Pointers are casted to unsigned int and formatted as hexadecimal with prefix unless specified otherwise.

proc writeformat(o: var Writer; x: SomeFloat; fmt: Format)
Write real number x according to format fmt using output object o and output function add.
proc writeformat(o: var Writer; b: bool; fmt: Format)
Write boolean value b according to format fmt using output object o. A boolean may be formatted numerically or as string. In the former case true is written as 1 and false as 0, in the latter the strings "true" and "false" are shown, respectively. The default is string format.
proc writeformat(o: var Writer; ary: openArray[any]; fmt: Format)
Write array ary according to format fmt using output object o and output function add.
proc addformat[T](o: var Writer; x: T; fmt: Format = DefaultFmt) {...}{.inline.}
Write x formatted with fmt to o.
proc addformat[T](o: var Writer; x: T; fmt: string) {...}{.inline.}
The same as addformat(o, x, parse(fmt)).
proc addformat(s: var string; x: string) {...}{.inline, raises: [], tags: [].}
Write x to s. This is a fast specialized version for appending unformatted strings.
proc addformat(f: File; x: string) {...}{.inline, raises: [IOError], tags: [WriteIOEffect].}
Write x to f. This is a fast specialized version for writing unformatted strings to a file.
proc addformat[T](f: File; x: T; fmt: Format = DefaultFmt) {...}{.inline.}
Write x to file f using format fmt.
proc addformat[T](f: File; x: T; fmt: string) {...}{.inline.}
Write x to file f using format string fmt. This is the same as addformat(f, x, parse(fmt))
proc addformat(s: Stream; x: string) {...}{.inline, raises: [Exception],
                                  tags: [WriteIOEffect].}
Write x to s. This is a fast specialized version for writing unformatted strings to a stream.
proc addformat[T](s: Stream; x: T; fmt: Format = DefaultFmt) {...}{.inline.}
Write x to stream s using format fmt.
proc addformat[T](s: Stream; x: T; fmt: string) {...}{.inline.}
Write x to stream s using format string fmt. This is the same as addformat(s, x, parse(fmt))
proc format[T](x: T; fmt: Format): string
Return x formatted as a string according to format fmt.
proc format[T](x: T; fmt: string): string
Return x formatted as a string according to format string fmt.
proc format[T](x: T): string {...}{.inline.}
Return x formatted as a string according to the default format.
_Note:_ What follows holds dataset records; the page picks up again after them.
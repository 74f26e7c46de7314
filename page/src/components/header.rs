//! Site header with logo and navigation

use crate::types::Header;
use leptos::prelude::*;

/// Logo and in-page navigation
#[component]
pub fn SiteHeader(header: Header) -> impl IntoView {
    view! {
        <header class="header">
            <h1 class="logo">{header.logo}</h1>
            <nav>
                {header.links.into_iter().map(|link| view! {
                    <a href=link.href>{link.label}</a>
                }).collect::<Vec<_>>()}
            </nav>
        </header>
    }
}
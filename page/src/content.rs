//! Literal page copy.
//!
//! Everything the page says lives here. Only the footer year is filled in at
//! render time.

use crate::form::{ContactField, FieldId, FieldKind};
use crate::types::{
    ContactForm, Footer, Header, Hero, NavLink, ServiceCard, ServicesBlock, Testimonial,
    TestimonialsBlock,
};

/// Studio name used in the footer.
pub const STUDIO: &str = "TerraFlow Studio";

const LOGO: &str = "TerraFlow";

const NAV_LINKS: [NavLink; 3] = [
    NavLink { label: "Services", href: "#services" },
    NavLink { label: "Testimonials", href: "#testimonials" },
    NavLink { label: "Contact", href: "#contact" },
];

/// Service cards, in display order.
pub const SERVICES: [ServiceCard; 3] = [
    ServiceCard {
        title: "Brand Strategy",
        description: "Authentic storytelling that resonates deeply.",
    },
    ServiceCard {
        title: "Web Design",
        description: "Simple, stunning websites that feel natural.",
    },
    ServiceCard {
        title: "SEO + Growth",
        description: "Organic reach with sustainable tactics.",
    },
];

/// Testimonials, in display order.
pub const TESTIMONIALS: [Testimonial; 2] = [
    Testimonial {
        quote: "Their approach feels like working with a friend who gets it.",
        author: "Sarah Bloom",
    },
    Testimonial {
        quote: "We’ve never felt more aligned as a brand.",
        author: "Aiden West",
    },
];

/// Contact inputs, in display order.
pub const CONTACT_FIELDS: [ContactField; 3] = [
    ContactField {
        id: FieldId::Name,
        name: "Name",
        placeholder: "Name",
        kind: FieldKind::Text,
        required: true,
    },
    ContactField {
        id: FieldId::Email,
        name: "Email",
        placeholder: "Email",
        kind: FieldKind::Email,
        required: true,
    },
    ContactField {
        id: FieldId::Message,
        name: "Message",
        placeholder: "Message",
        kind: FieldKind::Multiline { rows: 5 },
        required: true,
    },
];

pub(crate) fn header() -> Header {
    Header {
        logo: LOGO,
        links: NAV_LINKS.to_vec(),
    }
}

pub(crate) fn hero() -> Hero {
    Hero {
        heading: "Inspired by Nature, Driven by Design",
        tagline: "Helping brands grow through mindful digital experiences.",
        call_to_action: NavLink {
            label: "Let’s Collaborate",
            href: "#contact",
        },
    }
}

pub(crate) fn services() -> ServicesBlock {
    ServicesBlock {
        anchor: "services",
        heading: "What We Offer",
        cards: SERVICES.to_vec(),
    }
}

pub(crate) fn testimonials() -> TestimonialsBlock {
    TestimonialsBlock {
        anchor: "testimonials",
        heading: "Kind Words",
        entries: TESTIMONIALS.to_vec(),
    }
}

pub(crate) fn contact_form() -> ContactForm {
    ContactForm {
        anchor: "contact",
        heading: "Start Something Beautiful",
        fields: CONTACT_FIELDS.to_vec(),
        submit_label: "Send Message",
    }
}

pub(crate) fn footer(year: i32) -> Footer {
    Footer {
        year,
        copyright: copyright_line(year),
    }
}

/// Footer copyright text for `year`.
pub fn copyright_line(year: i32) -> String {
    format!("© {year} {STUDIO} — Gently Built with Care 🍃")
}
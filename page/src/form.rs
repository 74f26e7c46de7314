//! Contact form fields and their input rules.
//!
//! The page renders the form with `required` and `type="email"` so the
//! browser does the checking. The same rules live here so a host without a
//! browser can apply them. There is no submit path: a valid entry is simply
//! accepted and dropped.

use once_cell::sync::Lazy;
use regex::Regex;
use serde::Serialize;
use thiserror::Error;

use crate::types::ContactForm;

// "valid e-mail address" production from the HTML living standard
static EMAIL_RE: Lazy<Regex> = Lazy::new(|| {
    Regex::new(
        r"^[a-zA-Z0-9.!#$%&'*+/=?^_`{|}~-]+@[a-zA-Z0-9](?:[a-zA-Z0-9-]{0,61}[a-zA-Z0-9])?(?:\.[a-zA-Z0-9](?:[a-zA-Z0-9-]{0,61}[a-zA-Z0-9])?)*$",
    )
    .expect("email pattern is a valid regex")
});

/// Input control used for a field.
#[derive(Clone, Copy, Debug, PartialEq, Eq, Serialize)]
#[serde(tag = "type", rename_all = "snake_case")]
pub enum FieldKind {
    /// Single-line text
    Text,
    /// Single-line email address
    Email,
    /// Multi-line text area
    Multiline {
        /// Visible rows
        rows: u8,
    },
}

impl FieldKind {
    /// `type` attribute for `<input>` fields. `None` for text areas.
    pub fn input_type(self) -> Option<&'static str> {
        match self {
            FieldKind::Text => Some("text"),
            FieldKind::Email => Some("email"),
            FieldKind::Multiline { .. } => None,
        }
    }
}

/// Which [`ContactEntry`] value a field reads.
#[derive(Clone, Copy, Debug, PartialEq, Eq, Serialize)]
#[serde(rename_all = "snake_case")]
pub enum FieldId {
    /// Visitor's name
    Name,
    /// Reply address
    Email,
    /// Message body
    Message,
}

impl FieldId {
    /// Value of the control's `name` attribute.
    pub fn as_str(self) -> &'static str {
        match self {
            FieldId::Name => "name",
            FieldId::Email => "email",
            FieldId::Message => "message",
        }
    }
}

/// One contact form input.
#[derive(Clone, Copy, Debug, PartialEq, Eq, Serialize)]
pub struct ContactField {
    /// Entry slot this field reads
    pub id: FieldId,
    /// Field name, also used in error messages
    pub name: &'static str,
    /// Placeholder text shown in the empty control
    pub placeholder: &'static str,
    /// Control type
    pub kind: FieldKind,
    /// Whether an empty value is rejected
    pub required: bool,
}

/// Why a value was rejected.
#[derive(Debug, Clone, PartialEq, Eq, Error)]
pub enum FieldError {
    /// Required field left empty or blank
    #[error("{field} is required")]
    Missing {
        /// Field name
        field: &'static str,
    },
    /// Value does not look like an email address
    #[error("{field}: {value:?} is not a valid email address")]
    InvalidEmail {
        /// Field name
        field: &'static str,
        /// Offending input, trimmed
        value: String,
    },
}

impl ContactField {
    /// Check a single value against this field's rules.
    pub fn validate(&self, value: &str) -> Result<(), FieldError> {
        let value = value.trim();
        if value.is_empty() {
            return if self.required {
                Err(FieldError::Missing { field: self.name })
            } else {
                Ok(())
            };
        }

        if self.kind == FieldKind::Email && !EMAIL_RE.is_match(value) {
            return Err(FieldError::InvalidEmail {
                field: self.name,
                value: value.to_string(),
            });
        }

        Ok(())
    }
}

/// Values a visitor typed into the contact form.
#[derive(Clone, Debug, Default, PartialEq, Eq)]
pub struct ContactEntry {
    /// Name field
    pub name: String,
    /// Email field
    pub email: String,
    /// Message field
    pub message: String,
}

impl ContactEntry {
    fn value_for(&self, id: FieldId) -> &str {
        match id {
            FieldId::Name => &self.name,
            FieldId::Email => &self.email,
            FieldId::Message => &self.message,
        }
    }
}

impl ContactForm {
    /// Check an entry field by field, in display order.
    ///
    /// Returns the first failure, matching how a browser reports the first
    /// invalid control.
    pub fn validate(&self, entry: &ContactEntry) -> Result<(), FieldError> {
        self.fields
            .iter()
            .try_for_each(|field| field.validate(entry.value_for(field.id)))
    }
}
The default format corresponds to an empty format string.

Macros

macro fmt(fmtstr: string{lit}; args: varargs[untyped]): untyped
Formats arguments args according to the format string fmtstr.
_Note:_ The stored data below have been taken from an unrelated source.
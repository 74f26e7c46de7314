//! Page footer

use crate::types::Footer;
use leptos::prelude::*;

/// Copyright line
#[component]
pub fn SiteFooter(footer: Footer) -> impl IntoView {
    view! {
        <footer>
            <p>{footer.copyright}</p>
        </footer>
    }
}
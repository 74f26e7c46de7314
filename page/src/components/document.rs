//! Root document component - the complete HTML page

use super::{
    ContactSection, HeroBanner, ServiceCards, SiteFooter, SiteHeader, TestimonialCards,
};
use crate::styles::PAGE_CSS;
use crate::types::{ContentBlock, DisplayTree};
use leptos::prelude::*;

/// The complete HTML document for the page
#[component]
pub fn PageDocument(tree: DisplayTree) -> impl IntoView {
    view! {
        <html lang="en">
            <head>
                <meta charset="UTF-8" />
                <meta name="viewport" content="width=device-width, initial-scale=1" />
                <title>"TerraFlow Studio"</title>
                <style>{PAGE_CSS}</style>
            </head>
            <body>
                <div class="App v5">
                    {tree.blocks.into_iter().map(|block| view! { <BlockView block=block /> }).collect::<Vec<_>>()}
                </div>
            </body>
        </html>
    }
}

/// Dispatch one block to its component
#[component]
fn BlockView(block: ContentBlock) -> impl IntoView {
    match block {
        ContentBlock::Header(header) => view! { <SiteHeader header=header /> }.into_any(),
        ContentBlock::Hero(hero) => view! { <HeroBanner hero=hero /> }.into_any(),
        ContentBlock::Services(services) => view! { <ServiceCards services=services /> }.into_any(),
        ContentBlock::Testimonials(testimonials) => {
            view! { <TestimonialCards testimonials=testimonials /> }.into_any()
        }
        ContentBlock::ContactForm(form) => view! { <ContactSection form=form /> }.into_any(),
        ContentBlock::Footer(footer) => view! { <SiteFooter footer=footer /> }.into_any(),
    }
}
//! # Shared Crypto Crate
//!
//! SHA-384 primitives for the block stream. Every hash in the system is a
//! 48-byte SHA-384 digest, and every composition is concatenate-then-hash.

#![warn(missing_docs)]
#![warn(clippy::all)]

pub mod hashing;

pub use hashing::{combine, empty_leaf_hash, null_hashes, sha384};
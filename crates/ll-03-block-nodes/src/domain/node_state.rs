//! Per-node connection lifecycle.

/// Lifecycle state of one block node connection.
#[derive(Clone, Copy, Debug, PartialEq, Eq)]
pub enum ConnectionState {
    /// No connection and none in progress.
    Disconnected,
    /// A connection attempt is in flight.
    Connecting,
    /// Connected and streaming.
    Connected,
    /// Waiting out a retry delay after a failure.
    Backoff {
        /// Which retry this backoff precedes, 1-based.
        attempt: u32,
    },
    /// Retry budget exhausted; ignored until the node restarts.
    Abandoned,
}

impl ConnectionState {
    /// Whether the node counts against the secondary connection budget.
    /// A node waiting out a backoff keeps its slot; only a disconnected or
    /// abandoned node frees one.
    pub fn occupies_slot(&self) -> bool {
        matches!(
            self,
            Self::Connecting | Self::Connected | Self::Backoff { .. }
        )
    }
}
macro writefmt(f: File; fmtstr: string{lit}; args: varargs[untyped]): untyped
The same as write(f, fmtstr.fmt(args...)) but faster.
macro writelnfmt(f: File; fmtstr: string{lit}; args: varargs[untyped]): untyped
The same as writeln(f, fmtstr.fmt(args...)) but faster.
macro printfmt(fmtstr: string{lit}; args: varargs[untyped]): untyped
The same as writefmt(stdout, fmtstr, args...).
macro printlnfmt(fmtstr: string{lit}; args: varargs[untyped]): untyped
The same as writelnfmt(stdout, fmtstr, args...).
macro writefmt(s: Stream; fmtstr: string{lit}; args: varargs[untyped]): untyped
The same as write(s, fmtstr.fmt(args...)) but faster.
macro writelnfmt(s: Stream; fmtstr: string{lit}; args: varargs[untyped]): untyped
The same as writeln(s, fmtstr.fmt(args...)) but faster.
macro addfmt(s: var string; fmtstr: string{lit}; args: varargs[untyped]): untyped
The same as s.add(fmtstr.fmt(args...)) but faster.
macro interp(fmtstr: string{lit}): untyped
Interpolate fmtstr with expressions.
macro `$$`(fmtstr: string{lit}): untyped
Interpolate fmtstr with expressions.